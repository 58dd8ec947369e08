//! 表格数据模型
//!
//! - Cell: 单元格值（数值 / 文本 / 缺失）
//! - Table: 有序列名 + 有序数据行，分析器输出都是它的行过滤结果
//! - Record: 输出用的字段映射（保持列顺序）

use serde::{Deserialize, Serialize};
use serde_json::Value;

/// 输出记录（列名 → 值，保持原始列顺序）
pub type Record = serde_json::Map<String, Value>;

/// 单元格值
#[derive(Debug, Clone, PartialEq, Default, Serialize, Deserialize)]
#[serde(untagged)]
pub enum Cell {
    Number(f64),
    Text(String),
    #[default]
    Empty,
}

impl Cell {
    /// 转为数值，无法转换时返回 None
    ///
    /// 文本先去除首尾空白再解析；NaN 视为缺失。
    pub fn to_number(&self) -> Option<f64> {
        let value = match self {
            Cell::Number(n) => *n,
            Cell::Text(s) => s.trim().parse::<f64>().ok()?,
            Cell::Empty => return None,
        };
        if value.is_nan() {
            None
        } else {
            Some(value)
        }
    }

    /// 文本形式（缺失为空字符串，整数不带小数点）
    pub fn to_text(&self) -> String {
        match self {
            Cell::Number(n) => format_number(*n),
            Cell::Text(s) => s.clone(),
            Cell::Empty => String::new(),
        }
    }

    pub fn is_empty(&self) -> bool {
        matches!(self, Cell::Empty)
    }

    /// JSON 值（NaN / Infinity 替换为空字符串）
    pub fn to_json(&self) -> Value {
        match self {
            Cell::Number(n) => serde_json::Number::from_f64(*n)
                .map(Value::Number)
                .unwrap_or_else(|| Value::String(String::new())),
            Cell::Text(s) => Value::String(s.clone()),
            Cell::Empty => Value::Null,
        }
    }
}

impl From<f64> for Cell {
    fn from(value: f64) -> Self {
        Cell::Number(value)
    }
}

impl From<&str> for Cell {
    fn from(value: &str) -> Self {
        Cell::Text(value.to_string())
    }
}

impl From<String> for Cell {
    fn from(value: String) -> Self {
        Cell::Text(value)
    }
}

/// 数值的文本表示：整数值不带 ".0"
pub fn format_number(n: f64) -> String {
    if n.is_finite() && n.fract() == 0.0 && n.abs() < 1e15 {
        format!("{}", n as i64)
    } else {
        format!("{}", n)
    }
}

/// 内存表
#[derive(Debug, Clone, Default, PartialEq, Serialize, Deserialize)]
pub struct Table {
    columns: Vec<String>,
    rows: Vec<Vec<Cell>>,
}

impl Table {
    /// 创建空表（只有列名）
    pub fn new(columns: Vec<String>) -> Self {
        Self {
            columns,
            rows: Vec::new(),
        }
    }

    /// 由列名和数据行创建，行长度不足补空、超出截断
    pub fn from_rows(columns: Vec<String>, rows: Vec<Vec<Cell>>) -> Self {
        let mut table = Self::new(columns);
        for row in rows {
            table.push_row(row);
        }
        table
    }

    pub fn push_row(&mut self, mut row: Vec<Cell>) {
        row.resize(self.columns.len(), Cell::Empty);
        self.rows.push(row);
    }

    pub fn columns(&self) -> &[String] {
        &self.columns
    }

    pub fn rows(&self) -> &[Vec<Cell>] {
        &self.rows
    }

    pub fn len(&self) -> usize {
        self.rows.len()
    }

    pub fn is_empty(&self) -> bool {
        self.rows.is_empty()
    }

    pub fn cell(&self, row: usize, column: usize) -> &Cell {
        self.rows
            .get(row)
            .and_then(|r| r.get(column))
            .unwrap_or(&Cell::Empty)
    }

    /// 某列所有单元格
    pub fn column_cells(&self, column: usize) -> impl Iterator<Item = &Cell> + '_ {
        self.rows
            .iter()
            .map(move |r| r.get(column).unwrap_or(&Cell::Empty))
    }

    /// 某列转数值
    pub fn numeric_column(&self, column: usize) -> Vec<Option<f64>> {
        self.column_cells(column).map(Cell::to_number).collect()
    }

    /// 按行号选取子表（列集合与顺序不变）
    pub fn select(&self, indices: &[usize]) -> Table {
        Table {
            columns: self.columns.clone(),
            rows: indices
                .iter()
                .filter_map(|&i| self.rows.get(i).cloned())
                .collect(),
        }
    }

    /// 单行转输出记录
    pub fn record(&self, row: usize) -> Record {
        let mut record = Record::new();
        for (col, name) in self.columns.iter().enumerate() {
            record.insert(name.clone(), self.cell(row, col).to_json());
        }
        record
    }

    /// 全部行转输出记录
    pub fn to_records(&self) -> Vec<Record> {
        (0..self.rows.len()).map(|i| self.record(i)).collect()
    }
}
....
» **WHAT THE TASK ASKS**:
All that belongs in the answer is the run of lines above from the line containing "单元格值（数值 / 文本 / 缺失）" through the line containing "impl From<&str> for", exactly as written.

» **ANSWER SPACE**:
//! - Cell: 单元格值（数值 / 文本 / 缺失）
//! - Table: 有序列名 + 有序数据行，分析器输出都是它的行过滤结果
//! - Record: 输出用的字段映射（保持列顺序）

use serde::{Deserialize, Serialize};
use serde_json::Value;

/// 输出记录（列名 → 值，保持原始列顺序）
pub type Record = serde_json::Map<String, Value>;

/// 单元格值
#[derive(Debug, Clone, PartialEq, Default, Serialize, Deserialize)]
#[serde(untagged)]
pub enum Cell {
    Number(f64),
    Text(String),
    #[default]
    Empty,
}

impl Cell {
    /// 转为数值，无法转换时返回 None
    ///
    /// 文本先去除首尾空白再解析；NaN 视为缺失。
    pub fn to_number(&self) -> Option<f64> {
        let value = match self {
            Cell::Number(n) => *n,
            Cell::Text(s) => s.trim().parse::<f64>().ok()?,
            Cell::Empty => return None,
        };
        if value.is_nan() {
            None
        } else {
            Some(value)
        }
    }

    /// 文本形式（缺失为空字符串，整数不带小数点）
    pub fn to_text(&self) -> String {
        match self {
            Cell::Number(n) => format_number(*n),
            Cell::Text(s) => s.clone(),
            Cell::Empty => String::new(),
        }
    }

    pub fn is_empty(&self) -> bool {
        matches!(self, Cell::Empty)
    }

    /// JSON 值（NaN / Infinity 替换为空字符串）
    pub fn to_json(&self) -> Value {
        match self {
            Cell::Number(n) => serde_json::Number::from_f64(*n)
                .map(Value::Number)
                .unwrap_or_else(|| Value::String(String::new())),
            Cell::Text(s) => Value::String(s.clone()),
            Cell::Empty => Value::Null,
        }
    }
}

impl From<f64> for Cell {
    fn from(value: f64) -> Self {
        Cell::Number(value)
    }
}

impl From<&str> for Cell {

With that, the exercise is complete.